Try it
Some lines below may hold the string "Instant". Count them and give only the total.

[Saved data entries]
Content starts
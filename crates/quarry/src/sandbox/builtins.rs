// SPDX-License-Identifier: AGPL-3.0-only
// Copyright (C) 2024 Jonathan Lee
// This program is free software: you can redistribute it and/or modify
// it under the terms of the GNU Affero General Public License version 3
// as published by the Free Software Foundation.
// This program is distributed in the hope that it will be useful,
// but WITHOUT ANY WARRANTY; without even the implied warranty of
// MERCHANTABILITY or FITNESS FOR A PARTICULAR PURPOSE.
// See the GNU Affero General Public License for more details.
// You should have received a copy of the GNU Affero General Public License
// along with this program. If not, see https://www.gnu.org/licenses/.

//! Builtin functions plus methods on strings, lists, dicts and tuples.

use crate::sandbox::args::Args;
use crate::sandbox::error::ScriptError;
use crate::sandbox::format::{format_value, repr, to_str};
use crate::sandbox::interpreter::{normalize_index, Interpreter};
use crate::sandbox::ops::{self, values_equal};
use crate::sandbox::value::{DictKey, Module, Shared, Value};
use crate::script::ast::BinOp;
use indexmap::IndexMap;
use std::cmp::Ordering;

pub const BUILTINS: &[&str] = &[
    "abs", "all", "any", "bool", "dict", "divmod", "enumerate", "filter", "float", "format",
    "int", "isinstance", "len", "list", "map", "max", "min", "pow", "print", "range",
    "repr", "reversed", "round", "set", "sorted", "str", "sum", "tuple", "zip",
];
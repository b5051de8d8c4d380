// SPDX-License-Identifier: AGPL-3.0-only
// Copyright (C) 2024 Jonathan Lee
// This program is free software: you can redistribute it and/or modify
// it under the terms of the GNU Affero General Public License version 3
// as published by the Free Software Foundation.
// This program is distributed in the hope that it will be useful,
// but WITHOUT ANY WARRANTY; without even the implied warranty of
// MERCHANTABILITY or FITNESS FOR A PARTICULAR PURPOSE.
// See the GNU Affero General Public License for more details.
// You should have received a copy of the GNU Affero General Public License
// along with this program. If not, see https://www.gnu.org/licenses/.

pub mod config;
pub mod requests;
pub mod responses;
pub mod types;

pub use config::{CacheSettings, ExecutionLimits, ExternalizationPolicy, MatchThresholds};
pub use requests::*;
pub use responses::*;
pub use types::{
    ClarificationOption, ResolutionPhase, ResolutionResult, ValidationVerdict, VerifiedEntity,
};
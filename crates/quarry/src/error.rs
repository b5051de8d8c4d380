// SPDX-License-Identifier: AGPL-3.0-only
// Copyright (C) 2024 Jonathan Lee
// This program is free software: you can redistribute it and/or modify
// it under the terms of the GNU Affero General Public License version 3
// as published by the Free Software Foundation.
// This program is distributed in the hope that it will be useful,
// but WITHOUT ANY WARRANTY; without even the implied warranty of
// MERCHANTABILITY or FITNESS FOR A PARTICULAR PURPOSE.
// See the GNU Affero General Public License for more details.
// You should have received a copy of the GNU Affero General Public License
// along with this program. If not, see https://www.gnu.org/licenses/.

use thiserror::Error;

pub type Result<T> = std::result::Result<T, QuarryError>;

#[derive(Error, Debug)]
pub enum QuarryError {
    #[error("Configuration error: {0}")]
    Configuration(String),
    #[error("Category '{category}' is not registered")]
    UnknownCategory { category: String },
    #[error("Lookup failed for category '{category}': {reason}")]
    LookupFailure { category: String, reason: String },
    #[error("Code validation failed: {}", .0.join("; "))]
    ValidationFailure(Vec<String>),
    #[error("Output contract violated for '{binding}': {message}")]
    ContractViolation { binding: String, message: String },
    #[error("Execution failed: {0}")]
    RuntimeFailure(String),
    #[error("Query rejected: {0}")]
    QueryRejected(String),
    #[error("Table '{0}' is not registered")]
    UnknownTable(String),
    #[error("Storage error: {0}")]
    Storage(String),
    #[error("Polars error: {0}")]
    Polars(#[from] polars::error::PolarsError),
    #[error("I/O error: {0}")]
    Io(#[from] std::io::Error),
    #[error("Failed to load configuration: {0}")]
    Config(#[from] config::ConfigError),
    #[error("Failed to parse YAML configuration: {0}")]
    Yaml(#[from] serde_yaml::Error),
    #[error("Serialisation error: {0}")]
    Json(#[from] serde_json::Error),
}

impl QuarryError {
    pub fn configuration(msg: impl Into<String>) -> Self {
        Self::Configuration(msg.into())
    }

    pub fn lookup(category: impl Into<String>, reason: impl ToString) -> Self {
        Self::LookupFailure {
            category: category.into(),
            reason: reason.to_string(),
        }
    }

    pub fn storage(reason: impl ToString) -> Self {
        Self::Storage(reason.to_string())
    }

    /// Transient faults that a caller may retry unchanged.
    pub fn is_retryable(&self) -> bool {
        matches!(
            self,
            Self::LookupFailure { .. } | Self::Storage(_) | Self::Io(_) | Self::Polars(_)
        )
    }

    /// Deterministic faults that require the code to be regenerated.
    pub fn requires_regeneration(&self) -> bool {
        matches!(
            self,
            Self::ValidationFailure(_) | Self::ContractViolation { .. } | Self::RuntimeFailure(_)
        )
    }
}

#[cfg(test)]
mod tests {
    use super::*;

    #[test]
    fn lookup_failures_are_retryable() {
        let err = QuarryError::lookup("vendor_name", "connection reset");
        assert!(err.is_retryable());
        assert!(!err.requires_regeneration());
        assert_eq!(
            err.to_string(),
            "Lookup failed for category 'vendor_name': connection reset"
        );
    }

    #[test]
    fn validation_failures_list_every_issue() {
        let err = QuarryError::ValidationFailure(vec![
            "Forbidden import: os".into(),
            "Dangerous function call: eval".into(),
        ]);
        assert!(err.requires_regeneration());
        assert!(err.to_string().contains("os; Dangerous"));
    }
}
//! TTL clock calibrated against the wall clock once at startup.
//!
//! Expiry is evaluated as `wall_base + monotonic_delta`, so a wall-clock jump
//! after calibration does not move records in or out of expiry. The
//! calibration pair is persisted in the superblock.

use std::sync::OnceLock;
use std::time::{Instant, SystemTime, UNIX_EPOCH};

use serde::{Deserialize, Serialize};

/// Wall/monotonic anchor captured together at calibration time.
#[derive(Debug, Clone, Copy, Default, PartialEq, Eq, Serialize, Deserialize)]
pub struct Calibration {
    pub wall_clock_unix_seconds: u64,
    pub monotonic_time_nanos: u64,
}

/// Monotonic nanoseconds against a process-wide anchor. `Instant` has no
/// absolute representation, so all calibrations in one process share this
/// origin.
fn monotonic_nanos() -> u64 {
    static ANCHOR: OnceLock<Instant> = OnceLock::new();
    let anchor = *ANCHOR.get_or_init(Instant::now);
    anchor.elapsed().as_nanos() as u64
}

#[derive(Debug, Clone, Copy)]
pub struct TtlClock {
    calibration: Calibration,
}

impl TtlClock {
    /// Capture a fresh wall/monotonic calibration pair.
    pub fn calibrate_now() -> Calibration {
        let wall = SystemTime::now()
            .duration_since(UNIX_EPOCH)
            .map(|d| d.as_secs())
            .unwrap_or(0);
        Calibration {
            wall_clock_unix_seconds: wall,
            monotonic_time_nanos: monotonic_nanos(),
        }
    }

    pub fn new(calibration: Calibration) -> Self {
        Self { calibration }
    }

    pub fn calibration(&self) -> Calibration {
        self.calibration
    }

    /// Current wall-clock seconds derived from the monotonic delta since
    /// calibration.
    pub fn now_wall_seconds(&self) -> u64 {
        let delta_nanos =
            monotonic_nanos().saturating_sub(self.calibration.monotonic_time_nanos);
        self.calibration.wall_clock_unix_seconds + delta_nanos / 1_000_000_000
    }

    /// `ttl_epoch_seconds == 0` means the record never expires.
    pub fn is_expired(&self, ttl_epoch_seconds: u64) -> bool {
        if ttl_epoch_seconds == 0 {
            return false;
        }
        ttl_epoch_seconds <= self.now_wall_seconds()
    }
}
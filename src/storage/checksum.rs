//! CRC32 helper shared by the pager, value log, WAL, and superblock.
//!
//! All on-disk checksums in StrandKV are CRC-32/ISO-HDLC (polynomial
//! 0xEDB88320, seed and final XOR 0xFFFFFFFF), the function `crc32fast`
//! implements. Keep every caller on this module so the format stays uniform.

pub use crc32fast::Hasher;

/// CRC32 over a single buffer.
pub fn crc32(data: &[u8]) -> u32 {
    crc32fast::hash(data)
}
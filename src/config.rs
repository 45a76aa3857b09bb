//! Server configuration: validated fields with TOML file loading.

use std::path::{Path, PathBuf};

use serde::Deserialize;

use crate::error::{Result, StrandError};

#[derive(Debug, Clone, Deserialize)]
#[serde(default)]
pub struct Config {
    /// Database directory; every durable artifact lives under it.
    pub db_path: PathBuf,
    pub page_size: u32,
    pub inline_threshold: u32,
    /// Fsync coalescing window for the WAL append path.
    pub group_commit_max_latency_ms: u32,
    /// Reserved for the page cache.
    pub cache_bytes: u64,
    pub listen_address: String,
    pub listen_port: u16,
}

impl Default for Config {
    fn default() -> Self {
        Self {
            db_path: PathBuf::from("./strandkv_data"),
            page_size: 4096,
            inline_threshold: 1024,
            group_commit_max_latency_ms: 5,
            cache_bytes: 64 * 1024 * 1024,
            listen_address: "127.0.0.1".to_string(),
            listen_port: 6767,
        }
    }
}

impl Config {
    /// Defaults rooted at `db_path`.
    pub fn default_for(db_path: &Path) -> Self {
        Self {
            db_path: db_path.to_path_buf(),
            ..Self::default()
        }
    }

    /// Parse and validate a TOML config file. Unknown keys are ignored;
    /// missing keys fall back to defaults.
    pub fn load_from_file(path: &Path) -> Result<Self> {
        let raw = std::fs::read_to_string(path)
            .map_err(|e| StrandError::Config(format!("read {}: {}", path.display(), e)))?;
        let config: Config = toml::from_str(&raw)
            .map_err(|e| StrandError::Config(format!("parse {}: {}", path.display(), e)))?;
        config.validate()?;
        Ok(config)
    }

    pub fn validate(&self) -> Result<()> {
        let fail = |message: String| Err(StrandError::Config(message));

        if self.db_path.as_os_str().is_empty() {
            return fail("db_path must not be empty".into());
        }
        if self.page_size == 0 {
            return fail("page_size must be positive".into());
        }
        if self.inline_threshold == 0 || self.inline_threshold >= self.page_size {
            return fail(format!(
                "inline_threshold must be within (0, {})",
                self.page_size
            ));
        }
        if self.group_commit_max_latency_ms == 0 {
            return fail("group_commit_max_latency_ms must be positive".into());
        }
        if self.cache_bytes == 0 {
            return fail("cache_bytes must be positive".into());
        }
        if self.listen_address.is_empty() {
            return fail("listen_address must not be empty".into());
        }
        if self.listen_port == 0 {
            return fail("listen_port must be positive".into());
        }
        Ok(())
    }

    pub fn listen_addr(&self) -> String {
        format!("{}:{}", self.listen_address, self.listen_port)
    }
}
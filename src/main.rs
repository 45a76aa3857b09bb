//! StrandKV server executable.

use std::path::PathBuf;
use std::sync::Arc;

use clap::Parser;
use tracing_subscriber::{fmt, EnvFilter};

use strandkv::{Config, DatabaseServer, NetworkConfig, NetworkServer, Result};

#[derive(Debug, Parser)]
#[command(name = "strandkv-server", version, about = "StrandKV database server")]
struct Args {
    /// Path to a TOML config file.
    #[arg(long)]
    config: Option<PathBuf>,

    /// Database directory (overrides the config file).
    #[arg(long)]
    db_path: Option<PathBuf>,

    /// Listen address (overrides the config file).
    #[arg(long)]
    listen_address: Option<String>,

    /// Listen port (overrides the config file).
    #[arg(long)]
    listen_port: Option<u16>,

    /// Worker threads; 0 uses available parallelism.
    #[arg(long, default_value_t = 0)]
    workers: usize,
}

#[tokio::main]
async fn main() -> Result<()> {
    fmt()
        .with_env_filter(
            EnvFilter::try_from_default_env()
                .unwrap_or_else(|_| EnvFilter::new("strandkv=info")),
        )
        .init();

    let args = Args::parse();

    let mut config = match &args.config {
        Some(path) => Config::load_from_file(path)?,
        None => Config::default(),
    };
    if let Some(db_path) = args.db_path {
        config.db_path = db_path;
    }
    if let Some(listen_address) = args.listen_address {
        config.listen_address = listen_address;
    }
    if let Some(listen_port) = args.listen_port {
        config.listen_port = listen_port;
    }
    config.validate()?;

    tracing::info!(
        db_path = %config.db_path.display(),
        listen = %config.listen_addr(),
        "starting strandkv v{}",
        strandkv::VERSION
    );

    let server = Arc::new(DatabaseServer::open(&config, args.workers)?);
    server.start();

    let network = NetworkServer::new(
        Arc::clone(&server),
        NetworkConfig {
            host: config.listen_address.clone(),
            port: config.listen_port,
        },
    );
    Arc::clone(&network).start().await?;
    tracing::info!(port = network.port(), "ready");

    wait_for_shutdown_signal().await;
    tracing::info!("shutdown signal received");

    network.stop().await;
    server.stop();
    tracing::info!("bye");
    Ok(())
}

async fn wait_for_shutdown_signal() {
    #[cfg(unix)]
    {
        use tokio::signal::unix::{signal, SignalKind};

        let mut sigint =
            signal(SignalKind::interrupt()).expect("failed to install SIGINT handler");
        let mut sigterm =
            signal(SignalKind::terminate()).expect("failed to install SIGTERM handler");

        tokio::select! {
            _ = sigint.recv() => {}
            _ = sigterm.recv() => {}
        }
    }

    #[cfg(not(unix))]
    {
        tokio::signal::ctrl_c()
            .await
            .expect("failed to listen for ctrl-c");
    }
}
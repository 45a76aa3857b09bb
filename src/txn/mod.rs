//! Transaction model: request validation, key-lock planning, and the
//! per-transaction overlay.

pub mod context;
pub mod request;

pub use context::{TransactionContext, TransactionState};
pub use request::{
    build_transaction_request, required_lock_mode, AssertExpectation, KeySpec, Operation,
    OperationType, TransactionRequest,
};
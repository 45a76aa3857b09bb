//! Concurrency scenarios: per-key locking under contention and the worker
//! pool's serializable commits.

use std::sync::Arc;
use std::time::Duration;

use parking_lot::RwLock;
use strandkv::lock::{LockMode, LockManager};
use strandkv::storage::btree::{BTree, BTreeConfig, Value};
use strandkv::storage::pager::Pager;
use strandkv::storage::vlog::ValueLog;
use strandkv::storage::Record;
use strandkv::txn::{build_transaction_request, Operation, TransactionState};
use strandkv::DatabaseServer;
use tempfile::tempdir;

#[test]
fn counter_under_contention_reaches_exact_total() {
    const THREADS: usize = 6;
    const INCREMENTS_PER_THREAD: usize = 200;

    let dir = tempdir().unwrap();
    let pager = Pager::open(&dir.path().join("data.pages"), 4096).unwrap();
    let value_log = ValueLog::open(&dir.path().join("vlog")).unwrap();
    let tree = Arc::new(RwLock::new(
        BTree::new(BTreeConfig {
            pager,
            value_log,
            inline_threshold: 1024,
            root_hint: 0,
            ttl_clock: None,
        })
        .unwrap(),
    ));
    let locks = Arc::new(LockManager::new());

    tree.write()
        .insert("counter", Record::new(Value::I64(0)))
        .unwrap();

    let mut handles = Vec::new();
    for _ in 0..THREADS {
        let tree = Arc::clone(&tree);
        let locks = Arc::clone(&locks);
        handles.push(std::thread::spawn(move || {
            for _ in 0..INCREMENTS_PER_THREAD {
                let _guard = locks.lock("counter", LockMode::Exclusive);
                let current = match tree.read().find("counter").unwrap().value {
                    Value::I64(v) => v,
                    other => panic!("unexpected value {:?}", other),
                };
                tree.write()
                    .insert("counter", Record::new(Value::I64(current + 1)))
                    .unwrap();
            }
        }));
    }
    for handle in handles {
        handle.join().unwrap();
    }

    assert_eq!(
        tree.read().find("counter").unwrap().value,
        Value::I64((THREADS * INCREMENTS_PER_THREAD) as i64)
    );
    assert_eq!(locks.locked_keys(), 0);
}

#[test]
fn worker_pool_commits_every_submitted_transaction() {
    const CLIENTS: usize = 4;
    const TXNS_PER_CLIENT: u64 = 50;

    let dir = tempdir().unwrap();
    let server = Arc::new(DatabaseServer::open_dir(dir.path(), 4).unwrap());
    server.start();

    let mut handles = Vec::new();
    for client in 0..CLIENTS as u64 {
        let server = Arc::clone(&server);
        handles.push(std::thread::spawn(move || {
            for i in 0..TXNS_PER_CLIENT {
                let txn_id = client * TXNS_PER_CLIENT + i;
                let key = format!("client-{}-key-{}", client, i);
                let request = build_transaction_request(
                    txn_id,
                    vec![Operation::set(&key, Record::new(Value::I64(txn_id as i64)))],
                );
                while !server.submit_transaction(request.clone()) {
                    std::thread::sleep(Duration::from_millis(1));
                }
            }
        }));
    }
    for handle in handles {
        handle.join().unwrap();
    }

    let expected = CLIENTS as u64 * TXNS_PER_CLIENT;
    let mut results = Vec::new();
    for _ in 0..400 {
        server.wait_for_results(Duration::from_millis(50));
        results.extend(server.drain_completed());
        if results.len() as u64 >= expected {
            break;
        }
    }
    server.stop();

    assert_eq!(results.len() as u64, expected);
    assert!(results
        .iter()
        .all(|result| result.state == TransactionState::Committed));

    let reopened = DatabaseServer::open_dir(dir.path(), 1).unwrap();
    for client in 0..CLIENTS as u64 {
        for i in 0..TXNS_PER_CLIENT {
            let key = format!("client-{}-key-{}", client, i);
            let txn_id = client * TXNS_PER_CLIENT + i;
            assert_eq!(
                reopened.read_committed(&key).unwrap().value,
                Value::I64(txn_id as i64),
                "lost {}",
                key
            );
        }
    }
}

#[test]
fn conflicting_writers_serialize_on_the_same_key() {
    let dir = tempdir().unwrap();
    let server = Arc::new(DatabaseServer::open_dir(dir.path(), 4).unwrap());
    server.start();

    const WRITERS: u64 = 40;
    for txn_id in 0..WRITERS {
        let request = build_transaction_request(
            txn_id,
            vec![Operation::set("shared", Record::new(Value::I64(txn_id as i64)))],
        );
        assert!(server.submit_transaction(request));
    }

    let mut results = Vec::new();
    for _ in 0..400 {
        server.wait_for_results(Duration::from_millis(50));
        results.extend(server.drain_completed());
        if results.len() as u64 >= WRITERS {
            break;
        }
    }
    server.stop();

    assert_eq!(results.len() as u64, WRITERS);
    assert!(results
        .iter()
        .all(|result| result.state == TransactionState::Committed));

    // The committed value is whichever writer serialized last; it must be
    // one of the submitted values.
    let reopened = DatabaseServer::open_dir(dir.path(), 1).unwrap();
    match reopened.read_committed("shared").unwrap().value {
        Value::I64(v) => assert!((0..WRITERS as i64).contains(&v)),
        other => panic!("unexpected value {:?}", other),
    }
}
//! Per-key readers-writer locks for transaction isolation.
//!
//! Two-level structure: a map mutex guards insertion and removal of the
//! per-key state, a condvar provides the actual waiting. Shared holders
//! coexist; an exclusive acquire waits until no holder of either kind
//! remains. Idle entries are dropped on release so the table tracks only
//! contended keys.

use std::collections::HashMap;

use parking_lot::{Condvar, Mutex};

#[derive(Debug, Clone, Copy, PartialEq, Eq, PartialOrd, Ord)]
pub enum LockMode {
    Shared,
    Exclusive,
}

#[derive(Debug, Default)]
struct KeyLockState {
    readers: u32,
    writer: bool,
}

impl KeyLockState {
    fn idle(&self) -> bool {
        self.readers == 0 && !self.writer
    }
}

#[derive(Default)]
pub struct LockManager {
    table: Mutex<HashMap<String, KeyLockState>>,
    released: Condvar,
}

impl LockManager {
    pub fn new() -> Self {
        Self::default()
    }

    /// Block until the key is available in `mode` and take it.
    pub fn acquire(&self, key: &str, mode: LockMode) {
        let mut table = self.table.lock();
        loop {
            let state = table.entry(key.to_string()).or_default();
            match mode {
                LockMode::Shared if !state.writer => {
                    state.readers += 1;
                    return;
                }
                LockMode::Exclusive if state.idle() => {
                    state.writer = true;
                    return;
                }
                _ => {}
            }
            self.released.wait(&mut table);
        }
    }

    /// Release a previously acquired hold. Releasing a key that was never
    /// acquired is a no-op.
    pub fn release(&self, key: &str, mode: LockMode) {
        let mut table = self.table.lock();
        let Some(state) = table.get_mut(key) else {
            return;
        };

        match mode {
            LockMode::Shared => {
                state.readers = state.readers.saturating_sub(1);
            }
            LockMode::Exclusive => {
                state.writer = false;
            }
        }
        if state.idle() {
            table.remove(key);
        }
        drop(table);
        self.released.notify_all();
    }

    /// Acquire with a guard that releases on drop.
    pub fn lock(&self, key: &str, mode: LockMode) -> KeyLockGuard<'_> {
        self.acquire(key, mode);
        KeyLockGuard {
            manager: self,
            key: key.to_string(),
            mode,
        }
    }

    /// Number of keys with at least one holder or pending state.
    pub fn locked_keys(&self) -> usize {
        self.table.lock().len()
    }
}

pub struct KeyLockGuard<'a> {
    manager: &'a LockManager,
    key: String,
    mode: LockMode,
}

impl Drop for KeyLockGuard<'_> {
    fn drop(&mut self) {
        self.manager.release(&self.key, self.mode);
    }
}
Content ends
Answer box
4